EXERCISE OBJECTIVE:
Write the listing out again, exactly as it reads below.
- Opening Delimiter -
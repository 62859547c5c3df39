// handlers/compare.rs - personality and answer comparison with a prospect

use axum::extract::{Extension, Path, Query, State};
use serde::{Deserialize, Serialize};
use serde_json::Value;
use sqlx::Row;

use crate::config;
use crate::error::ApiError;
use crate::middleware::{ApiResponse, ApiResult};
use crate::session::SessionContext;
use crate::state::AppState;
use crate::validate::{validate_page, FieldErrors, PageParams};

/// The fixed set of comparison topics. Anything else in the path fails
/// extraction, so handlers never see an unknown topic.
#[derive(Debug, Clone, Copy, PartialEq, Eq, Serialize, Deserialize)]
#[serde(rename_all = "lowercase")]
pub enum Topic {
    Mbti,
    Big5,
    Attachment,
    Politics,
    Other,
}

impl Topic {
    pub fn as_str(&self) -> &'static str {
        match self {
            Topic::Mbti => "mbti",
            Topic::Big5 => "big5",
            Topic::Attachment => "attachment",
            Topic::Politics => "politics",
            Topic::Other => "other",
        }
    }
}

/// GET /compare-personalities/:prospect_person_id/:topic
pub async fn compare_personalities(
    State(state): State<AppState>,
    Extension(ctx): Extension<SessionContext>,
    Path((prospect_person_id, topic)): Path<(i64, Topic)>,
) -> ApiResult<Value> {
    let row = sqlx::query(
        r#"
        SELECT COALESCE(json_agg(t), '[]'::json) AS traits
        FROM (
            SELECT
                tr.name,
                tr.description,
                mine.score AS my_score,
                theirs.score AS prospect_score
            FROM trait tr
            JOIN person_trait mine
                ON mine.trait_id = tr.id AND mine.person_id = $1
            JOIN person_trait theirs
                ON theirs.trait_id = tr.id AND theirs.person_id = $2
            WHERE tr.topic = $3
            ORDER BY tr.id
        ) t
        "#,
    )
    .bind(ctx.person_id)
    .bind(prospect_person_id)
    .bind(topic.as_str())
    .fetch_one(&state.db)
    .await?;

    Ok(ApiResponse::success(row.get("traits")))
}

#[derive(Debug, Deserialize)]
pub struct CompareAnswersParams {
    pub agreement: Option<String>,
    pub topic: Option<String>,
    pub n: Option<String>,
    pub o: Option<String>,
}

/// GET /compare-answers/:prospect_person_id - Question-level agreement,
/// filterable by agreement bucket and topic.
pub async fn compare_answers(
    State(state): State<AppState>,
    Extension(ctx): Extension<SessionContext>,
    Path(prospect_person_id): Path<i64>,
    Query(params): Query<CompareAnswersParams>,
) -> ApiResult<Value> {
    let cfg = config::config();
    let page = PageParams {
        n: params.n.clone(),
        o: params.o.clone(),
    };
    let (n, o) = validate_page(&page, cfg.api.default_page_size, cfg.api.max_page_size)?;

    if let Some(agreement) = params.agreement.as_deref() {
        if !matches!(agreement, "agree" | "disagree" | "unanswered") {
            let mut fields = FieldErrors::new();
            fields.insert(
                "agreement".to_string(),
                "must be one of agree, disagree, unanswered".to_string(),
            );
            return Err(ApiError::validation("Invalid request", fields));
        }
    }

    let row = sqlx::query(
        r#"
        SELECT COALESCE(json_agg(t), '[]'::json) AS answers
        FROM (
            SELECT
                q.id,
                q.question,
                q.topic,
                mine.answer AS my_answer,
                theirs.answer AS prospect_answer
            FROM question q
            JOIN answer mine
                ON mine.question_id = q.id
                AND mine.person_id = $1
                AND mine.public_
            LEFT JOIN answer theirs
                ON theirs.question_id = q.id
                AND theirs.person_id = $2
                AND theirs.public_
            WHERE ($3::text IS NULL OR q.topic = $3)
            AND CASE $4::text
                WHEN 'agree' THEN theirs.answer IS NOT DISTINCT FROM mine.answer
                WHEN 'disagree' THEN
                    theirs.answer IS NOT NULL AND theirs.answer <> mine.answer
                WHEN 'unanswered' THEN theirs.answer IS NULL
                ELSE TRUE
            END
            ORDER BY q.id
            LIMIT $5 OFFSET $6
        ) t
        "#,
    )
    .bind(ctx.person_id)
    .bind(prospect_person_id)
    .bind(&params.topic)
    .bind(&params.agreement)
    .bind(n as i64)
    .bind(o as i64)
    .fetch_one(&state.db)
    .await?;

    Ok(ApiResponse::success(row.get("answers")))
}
- Closing Delimiter -
COMPLETED EXERCISE:
repository 62859547c5c3df39
// handlers/compare.rs - personality and answer comparison with a prospect

use axum::extract::{Extension, Path, Query, State};
use serde::{Deserialize, Serialize};
use serde_json::Value;
use sqlx::Row;

use crate::config;
use crate::error::ApiError;
use crate::middleware::{ApiResponse, ApiResult};
use crate::session::SessionContext;
use crate::state::AppState;
use crate::validate::{validate_page, FieldErrors, PageParams};

/// The fixed set of comparison topics. Anything else in the path fails
/// extraction, so handlers never see an unknown topic.
#[derive(Debug, Clone, Copy, PartialEq, Eq, Serialize, Deserialize)]
#[serde(rename_all = "lowercase")]
pub enum Topic {
    Mbti,
    Big5,
    Attachment,
    Politics,
    Other,
}

impl Topic {
    pub fn as_str(&self) -> &'static str {
        match self {
            Topic::Mbti => "mbti",
            Topic::Big5 => "big5",
            Topic::Attachment => "attachment",
            Topic::Politics => "politics",
            Topic::Other => "other",
        }
    }
}

/// GET /compare-personalities/:prospect_person_id/:topic
pub async fn compare_personalities(
    State(state): State<AppState>,
    Extension(ctx): Extension<SessionContext>,
    Path((prospect_person_id, topic)): Path<(i64, Topic)>,
) -> ApiResult<Value> {
    let row = sqlx::query(
        r#"
        SELECT COALESCE(json_agg(t), '[]'::json) AS traits
        FROM (
            SELECT
                tr.name,
                tr.description,
                mine.score AS my_score,
                theirs.score AS prospect_score
            FROM trait tr
            JOIN person_trait mine
                ON mine.trait_id = tr.id AND mine.person_id = $1
            JOIN person_trait theirs
                ON theirs.trait_id = tr.id AND theirs.person_id = $2
            WHERE tr.topic = $3
            ORDER BY tr.id
        ) t
        "#,
    )
    .bind(ctx.person_id)
    .bind(prospect_person_id)
    .bind(topic.as_str())
    .fetch_one(&state.db)
    .await?;

    Ok(ApiResponse::success(row.get("traits")))
}

#[derive(Debug, Deserialize)]
pub struct CompareAnswersParams {
    pub agreement: Option<String>,
    pub topic: Option<String>,
    pub n: Option<String>,
    pub o: Option<String>,
}

/// GET /compare-answers/:prospect_person_id - Question-level agreement,
/// filterable by agreement bucket and topic.
pub async fn compare_answers(
    State(state): State<AppState>,
    Extension(ctx): Extension<SessionContext>,
    Path(prospect_person_id): Path<i64>,
    Query(params): Query<CompareAnswersParams>,
) -> ApiResult<Value> {
    let cfg = config::config();
    let page = PageParams {
        n: params.n.clone(),
        o: params.o.clone(),
    };
    let (n, o) = validate_page(&page, cfg.api.default_page_size, cfg.api.max_page_size)?;

    if let Some(agreement) = params.agreement.as_deref() {
        if !matches!(agreement, "agree" | "disagree" | "unanswered") {
            let mut fields = FieldErrors::new();
            fields.insert(
                "agreement".to_string(),
                "must be one of agree, disagree, unanswered".to_string(),
            );
            return Err(ApiError::validation("Invalid request", fields));
        }
    }

    let row = sqlx::query(
        r#"
        SELECT COALESCE(json_agg(t), '[]'::json) AS answers
        FROM (
            SELECT
                q.id,
                q.question,
                q.topic,
                mine.answer AS my_answer,
                theirs.answer AS prospect_answer
            FROM question q
            JOIN answer mine
                ON mine.question_id = q.id
                AND mine.person_id = $1
                AND mine.public_
            LEFT JOIN answer theirs
                ON theirs.question_id = q.id
                AND theirs.person_id = $2
                AND theirs.public_
            WHERE ($3::text IS NULL OR q.topic = $3)
            AND CASE $4::text
                WHEN 'agree' THEN theirs.answer IS NOT DISTINCT FROM mine.answer
                WHEN 'disagree' THEN
                    theirs.answer IS NOT NULL AND theirs.answer <> mine.answer
                WHEN 'unanswered' THEN theirs.answer IS NULL
                ELSE TRUE
            END
            ORDER BY q.id
            LIMIT $5 OFFSET $6
        ) t
        "#,
    )
    .bind(ctx.person_id)
    .bind(prospect_person_id)
    .bind(&params.topic)
    .bind(&params.agreement)
    .bind(n as i64)
    .bind(o as i64)
    .fetch_one(&state.db)
    .await?;

    Ok(ApiResponse::success(row.get("answers")))
}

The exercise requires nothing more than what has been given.